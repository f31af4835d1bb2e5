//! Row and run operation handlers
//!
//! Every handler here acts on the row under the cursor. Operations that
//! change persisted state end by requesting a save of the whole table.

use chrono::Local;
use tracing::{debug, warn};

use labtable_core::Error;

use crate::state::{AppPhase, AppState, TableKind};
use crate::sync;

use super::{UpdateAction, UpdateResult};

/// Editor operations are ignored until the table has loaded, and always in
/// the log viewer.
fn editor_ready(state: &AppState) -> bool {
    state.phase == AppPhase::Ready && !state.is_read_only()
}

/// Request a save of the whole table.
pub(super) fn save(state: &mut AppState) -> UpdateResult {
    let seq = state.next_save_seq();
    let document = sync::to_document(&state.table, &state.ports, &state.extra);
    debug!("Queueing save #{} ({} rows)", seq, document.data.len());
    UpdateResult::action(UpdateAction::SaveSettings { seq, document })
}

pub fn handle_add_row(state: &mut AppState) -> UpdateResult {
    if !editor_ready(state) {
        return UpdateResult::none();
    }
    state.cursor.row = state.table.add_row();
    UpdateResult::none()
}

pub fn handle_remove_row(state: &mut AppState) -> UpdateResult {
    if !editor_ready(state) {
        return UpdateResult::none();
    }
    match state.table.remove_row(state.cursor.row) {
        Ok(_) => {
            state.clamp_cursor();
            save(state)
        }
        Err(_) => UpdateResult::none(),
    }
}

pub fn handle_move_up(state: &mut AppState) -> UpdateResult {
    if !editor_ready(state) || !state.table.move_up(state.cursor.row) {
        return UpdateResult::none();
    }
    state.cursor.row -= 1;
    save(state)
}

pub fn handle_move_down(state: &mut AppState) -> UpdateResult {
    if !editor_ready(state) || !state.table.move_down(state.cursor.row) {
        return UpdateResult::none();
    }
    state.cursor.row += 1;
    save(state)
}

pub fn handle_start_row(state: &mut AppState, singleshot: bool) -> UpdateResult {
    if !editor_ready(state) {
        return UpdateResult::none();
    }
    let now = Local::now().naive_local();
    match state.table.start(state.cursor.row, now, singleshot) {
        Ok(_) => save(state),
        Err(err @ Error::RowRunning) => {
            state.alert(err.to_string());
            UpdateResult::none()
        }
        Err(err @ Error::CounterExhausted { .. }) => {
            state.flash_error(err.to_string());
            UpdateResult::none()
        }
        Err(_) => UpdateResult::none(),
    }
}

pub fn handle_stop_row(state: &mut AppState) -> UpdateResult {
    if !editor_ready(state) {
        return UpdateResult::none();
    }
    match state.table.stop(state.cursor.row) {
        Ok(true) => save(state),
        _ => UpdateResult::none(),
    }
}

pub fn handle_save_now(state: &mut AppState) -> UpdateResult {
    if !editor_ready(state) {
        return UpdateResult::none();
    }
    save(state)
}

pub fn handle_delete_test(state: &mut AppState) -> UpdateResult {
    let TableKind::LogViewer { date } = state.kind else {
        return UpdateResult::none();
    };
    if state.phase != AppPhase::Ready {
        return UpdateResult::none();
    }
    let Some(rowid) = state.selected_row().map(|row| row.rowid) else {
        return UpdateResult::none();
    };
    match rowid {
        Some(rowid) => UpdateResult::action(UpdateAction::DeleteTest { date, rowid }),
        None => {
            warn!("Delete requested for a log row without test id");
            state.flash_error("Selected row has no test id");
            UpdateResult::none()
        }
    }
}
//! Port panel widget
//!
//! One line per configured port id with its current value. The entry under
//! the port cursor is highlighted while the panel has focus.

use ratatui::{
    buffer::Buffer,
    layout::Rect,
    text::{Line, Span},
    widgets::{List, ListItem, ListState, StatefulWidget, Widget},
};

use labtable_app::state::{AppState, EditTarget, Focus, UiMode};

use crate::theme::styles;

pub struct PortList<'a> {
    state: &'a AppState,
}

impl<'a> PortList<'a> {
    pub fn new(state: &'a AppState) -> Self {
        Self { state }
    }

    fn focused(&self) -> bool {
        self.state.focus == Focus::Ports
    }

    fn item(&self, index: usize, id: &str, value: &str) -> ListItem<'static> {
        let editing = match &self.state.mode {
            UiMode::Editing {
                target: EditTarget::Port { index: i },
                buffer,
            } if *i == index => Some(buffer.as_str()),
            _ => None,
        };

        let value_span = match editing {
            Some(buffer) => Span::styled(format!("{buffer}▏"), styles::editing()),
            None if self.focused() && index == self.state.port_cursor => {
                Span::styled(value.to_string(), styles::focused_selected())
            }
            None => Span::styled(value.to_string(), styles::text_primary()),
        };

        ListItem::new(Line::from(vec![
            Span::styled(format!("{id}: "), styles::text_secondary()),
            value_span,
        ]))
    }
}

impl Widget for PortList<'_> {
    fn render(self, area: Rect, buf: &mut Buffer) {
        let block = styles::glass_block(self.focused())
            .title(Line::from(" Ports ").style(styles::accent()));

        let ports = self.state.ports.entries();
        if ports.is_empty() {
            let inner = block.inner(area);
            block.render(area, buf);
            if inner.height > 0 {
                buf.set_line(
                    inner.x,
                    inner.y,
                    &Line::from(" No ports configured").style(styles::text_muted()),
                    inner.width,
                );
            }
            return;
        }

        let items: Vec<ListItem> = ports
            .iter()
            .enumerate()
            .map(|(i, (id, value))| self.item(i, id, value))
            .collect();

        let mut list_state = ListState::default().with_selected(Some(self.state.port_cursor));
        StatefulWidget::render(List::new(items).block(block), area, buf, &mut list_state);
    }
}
--*--
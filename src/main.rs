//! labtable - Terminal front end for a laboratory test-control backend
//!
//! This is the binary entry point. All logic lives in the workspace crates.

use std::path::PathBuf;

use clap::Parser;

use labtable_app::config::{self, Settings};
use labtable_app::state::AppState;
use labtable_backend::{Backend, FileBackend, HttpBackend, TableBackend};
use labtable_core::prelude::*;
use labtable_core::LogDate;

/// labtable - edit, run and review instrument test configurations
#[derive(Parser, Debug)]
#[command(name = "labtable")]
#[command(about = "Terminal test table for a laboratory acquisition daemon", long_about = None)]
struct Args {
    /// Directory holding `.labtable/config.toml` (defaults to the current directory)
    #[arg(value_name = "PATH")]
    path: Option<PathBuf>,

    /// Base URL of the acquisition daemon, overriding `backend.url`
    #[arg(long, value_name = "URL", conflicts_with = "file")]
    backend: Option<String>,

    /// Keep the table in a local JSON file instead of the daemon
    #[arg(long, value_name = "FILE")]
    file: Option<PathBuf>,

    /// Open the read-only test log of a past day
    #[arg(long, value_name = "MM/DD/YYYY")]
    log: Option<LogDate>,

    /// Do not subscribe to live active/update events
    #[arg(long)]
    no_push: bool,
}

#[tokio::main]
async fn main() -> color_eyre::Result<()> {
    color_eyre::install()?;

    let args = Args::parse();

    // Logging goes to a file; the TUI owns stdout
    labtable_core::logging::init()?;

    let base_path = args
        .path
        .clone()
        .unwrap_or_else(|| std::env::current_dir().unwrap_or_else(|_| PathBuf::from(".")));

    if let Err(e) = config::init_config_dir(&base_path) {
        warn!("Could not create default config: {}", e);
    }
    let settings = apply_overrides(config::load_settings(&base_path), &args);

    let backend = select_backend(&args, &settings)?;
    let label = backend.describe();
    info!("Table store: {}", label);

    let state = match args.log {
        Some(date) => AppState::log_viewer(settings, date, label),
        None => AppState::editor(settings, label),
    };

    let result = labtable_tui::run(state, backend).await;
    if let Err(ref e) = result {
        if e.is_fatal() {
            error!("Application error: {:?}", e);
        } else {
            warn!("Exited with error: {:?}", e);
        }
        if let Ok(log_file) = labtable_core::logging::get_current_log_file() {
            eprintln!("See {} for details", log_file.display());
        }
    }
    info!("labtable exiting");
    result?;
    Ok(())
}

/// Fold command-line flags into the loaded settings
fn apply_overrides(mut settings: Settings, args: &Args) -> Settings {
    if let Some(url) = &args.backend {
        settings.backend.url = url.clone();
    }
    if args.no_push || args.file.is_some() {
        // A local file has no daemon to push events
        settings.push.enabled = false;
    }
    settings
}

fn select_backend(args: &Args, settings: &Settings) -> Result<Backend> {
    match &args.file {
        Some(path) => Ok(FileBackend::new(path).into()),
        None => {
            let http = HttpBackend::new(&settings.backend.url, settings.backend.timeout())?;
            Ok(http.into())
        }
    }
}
--*--
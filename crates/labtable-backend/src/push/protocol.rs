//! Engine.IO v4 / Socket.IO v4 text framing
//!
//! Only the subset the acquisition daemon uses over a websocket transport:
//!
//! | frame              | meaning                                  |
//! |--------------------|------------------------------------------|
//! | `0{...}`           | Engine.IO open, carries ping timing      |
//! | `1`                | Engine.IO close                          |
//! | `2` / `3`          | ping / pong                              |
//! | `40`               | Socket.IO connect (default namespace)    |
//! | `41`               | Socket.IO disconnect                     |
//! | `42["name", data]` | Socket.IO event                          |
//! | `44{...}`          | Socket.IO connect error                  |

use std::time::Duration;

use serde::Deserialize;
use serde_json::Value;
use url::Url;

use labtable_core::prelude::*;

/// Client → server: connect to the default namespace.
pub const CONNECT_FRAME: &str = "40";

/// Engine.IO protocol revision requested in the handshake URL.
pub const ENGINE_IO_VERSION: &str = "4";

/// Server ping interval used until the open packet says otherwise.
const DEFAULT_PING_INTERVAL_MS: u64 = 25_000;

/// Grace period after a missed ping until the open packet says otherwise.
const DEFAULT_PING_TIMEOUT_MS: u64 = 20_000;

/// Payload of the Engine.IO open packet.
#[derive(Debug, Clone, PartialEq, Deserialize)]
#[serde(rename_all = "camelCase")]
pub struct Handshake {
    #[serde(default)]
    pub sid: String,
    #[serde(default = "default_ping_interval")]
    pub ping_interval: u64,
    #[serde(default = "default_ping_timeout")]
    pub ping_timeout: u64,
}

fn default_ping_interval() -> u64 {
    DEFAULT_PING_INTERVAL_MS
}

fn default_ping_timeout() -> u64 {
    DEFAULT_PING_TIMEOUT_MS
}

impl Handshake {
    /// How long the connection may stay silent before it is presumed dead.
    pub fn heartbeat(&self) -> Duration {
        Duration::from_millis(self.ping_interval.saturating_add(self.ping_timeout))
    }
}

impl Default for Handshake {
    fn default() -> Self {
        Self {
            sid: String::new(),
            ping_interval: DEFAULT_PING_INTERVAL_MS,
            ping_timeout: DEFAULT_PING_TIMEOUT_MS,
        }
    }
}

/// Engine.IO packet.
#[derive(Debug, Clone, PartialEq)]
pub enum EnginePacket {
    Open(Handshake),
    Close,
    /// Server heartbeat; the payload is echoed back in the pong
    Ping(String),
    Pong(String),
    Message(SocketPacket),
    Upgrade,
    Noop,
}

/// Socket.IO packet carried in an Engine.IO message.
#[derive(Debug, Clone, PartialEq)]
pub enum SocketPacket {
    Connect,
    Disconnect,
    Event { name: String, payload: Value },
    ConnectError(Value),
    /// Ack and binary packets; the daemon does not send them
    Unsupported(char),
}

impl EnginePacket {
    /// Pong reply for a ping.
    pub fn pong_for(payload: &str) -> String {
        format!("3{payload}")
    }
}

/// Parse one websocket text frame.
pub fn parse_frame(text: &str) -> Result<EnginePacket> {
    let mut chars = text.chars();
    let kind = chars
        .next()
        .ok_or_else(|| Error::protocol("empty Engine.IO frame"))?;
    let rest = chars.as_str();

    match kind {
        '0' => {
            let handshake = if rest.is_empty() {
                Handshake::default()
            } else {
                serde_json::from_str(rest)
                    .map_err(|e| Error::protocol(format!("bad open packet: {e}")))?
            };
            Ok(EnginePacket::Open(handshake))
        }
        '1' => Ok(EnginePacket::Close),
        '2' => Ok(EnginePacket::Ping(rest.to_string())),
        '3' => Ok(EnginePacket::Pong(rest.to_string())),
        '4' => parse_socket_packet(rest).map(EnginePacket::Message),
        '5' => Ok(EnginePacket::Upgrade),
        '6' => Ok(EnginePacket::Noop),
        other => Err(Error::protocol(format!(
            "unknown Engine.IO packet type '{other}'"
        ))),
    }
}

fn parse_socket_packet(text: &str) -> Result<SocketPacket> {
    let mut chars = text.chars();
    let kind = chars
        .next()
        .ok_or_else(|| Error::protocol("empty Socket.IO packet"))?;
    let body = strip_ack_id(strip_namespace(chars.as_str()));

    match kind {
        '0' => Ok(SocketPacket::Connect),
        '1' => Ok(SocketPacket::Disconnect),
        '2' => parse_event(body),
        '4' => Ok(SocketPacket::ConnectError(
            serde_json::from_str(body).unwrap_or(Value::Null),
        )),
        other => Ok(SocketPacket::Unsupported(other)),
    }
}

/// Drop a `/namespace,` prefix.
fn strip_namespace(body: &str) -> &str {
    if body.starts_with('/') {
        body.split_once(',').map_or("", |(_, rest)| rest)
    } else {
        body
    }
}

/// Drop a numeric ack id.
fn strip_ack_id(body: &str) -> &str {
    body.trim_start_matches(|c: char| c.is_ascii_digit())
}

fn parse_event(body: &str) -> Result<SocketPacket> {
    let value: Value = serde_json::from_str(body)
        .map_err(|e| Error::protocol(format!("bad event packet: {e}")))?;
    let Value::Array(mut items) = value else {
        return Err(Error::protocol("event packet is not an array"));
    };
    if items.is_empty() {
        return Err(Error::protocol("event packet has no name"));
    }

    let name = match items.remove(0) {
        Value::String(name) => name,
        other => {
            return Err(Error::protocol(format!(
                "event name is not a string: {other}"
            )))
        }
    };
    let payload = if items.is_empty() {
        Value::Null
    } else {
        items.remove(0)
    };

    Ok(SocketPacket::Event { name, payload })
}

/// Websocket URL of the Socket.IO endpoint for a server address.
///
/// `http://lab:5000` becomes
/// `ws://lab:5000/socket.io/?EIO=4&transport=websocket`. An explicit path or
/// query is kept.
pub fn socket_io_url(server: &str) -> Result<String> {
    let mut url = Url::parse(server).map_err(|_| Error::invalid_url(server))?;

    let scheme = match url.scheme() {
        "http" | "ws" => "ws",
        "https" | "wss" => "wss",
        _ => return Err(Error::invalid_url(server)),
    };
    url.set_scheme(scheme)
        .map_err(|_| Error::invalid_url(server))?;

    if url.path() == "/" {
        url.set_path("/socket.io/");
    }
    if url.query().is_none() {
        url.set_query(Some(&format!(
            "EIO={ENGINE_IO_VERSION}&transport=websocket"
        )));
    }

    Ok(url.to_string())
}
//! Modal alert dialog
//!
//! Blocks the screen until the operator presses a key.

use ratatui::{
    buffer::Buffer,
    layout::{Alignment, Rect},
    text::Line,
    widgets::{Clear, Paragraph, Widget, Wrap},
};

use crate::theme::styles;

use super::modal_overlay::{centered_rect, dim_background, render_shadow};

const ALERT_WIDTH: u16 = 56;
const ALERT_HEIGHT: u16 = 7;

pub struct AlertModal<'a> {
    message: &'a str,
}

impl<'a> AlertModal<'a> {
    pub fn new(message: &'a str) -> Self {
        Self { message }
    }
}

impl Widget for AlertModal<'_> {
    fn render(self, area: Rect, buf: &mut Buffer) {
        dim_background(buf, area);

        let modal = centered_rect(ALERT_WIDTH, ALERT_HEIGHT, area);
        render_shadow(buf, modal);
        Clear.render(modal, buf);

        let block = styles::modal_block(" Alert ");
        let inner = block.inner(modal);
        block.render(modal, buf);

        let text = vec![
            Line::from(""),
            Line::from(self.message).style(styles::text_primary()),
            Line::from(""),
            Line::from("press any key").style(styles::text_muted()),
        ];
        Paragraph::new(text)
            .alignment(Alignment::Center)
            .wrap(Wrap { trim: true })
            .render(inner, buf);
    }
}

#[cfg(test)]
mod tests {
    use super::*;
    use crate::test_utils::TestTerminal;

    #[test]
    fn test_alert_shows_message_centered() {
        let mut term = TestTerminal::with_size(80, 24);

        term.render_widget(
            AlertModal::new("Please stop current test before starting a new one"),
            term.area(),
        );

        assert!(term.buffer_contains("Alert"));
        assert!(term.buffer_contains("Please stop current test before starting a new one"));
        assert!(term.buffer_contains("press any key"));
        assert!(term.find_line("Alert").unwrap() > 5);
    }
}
--*--
The problem — Take each line in the listing that has the word "protocol" and copy it.

Exercise solution —
filename crates/labtable-backend/src/push/protocol.rs
/// Engine.IO protocol revision requested in the handshake URL.
        .ok_or_else(|| Error::protocol("empty Engine.IO frame"))?;
                    .map_err(|e| Error::protocol(format!("bad open packet: {e}")))?
        other => Err(Error::protocol(format!(
        .ok_or_else(|| Error::protocol("empty Socket.IO packet"))?;
        .map_err(|e| Error::protocol(format!("bad event packet: {e}")))?;
        return Err(Error::protocol("event packet is not an array"));
        return Err(Error::protocol("event packet has no name"));
            return Err(Error::protocol(format!(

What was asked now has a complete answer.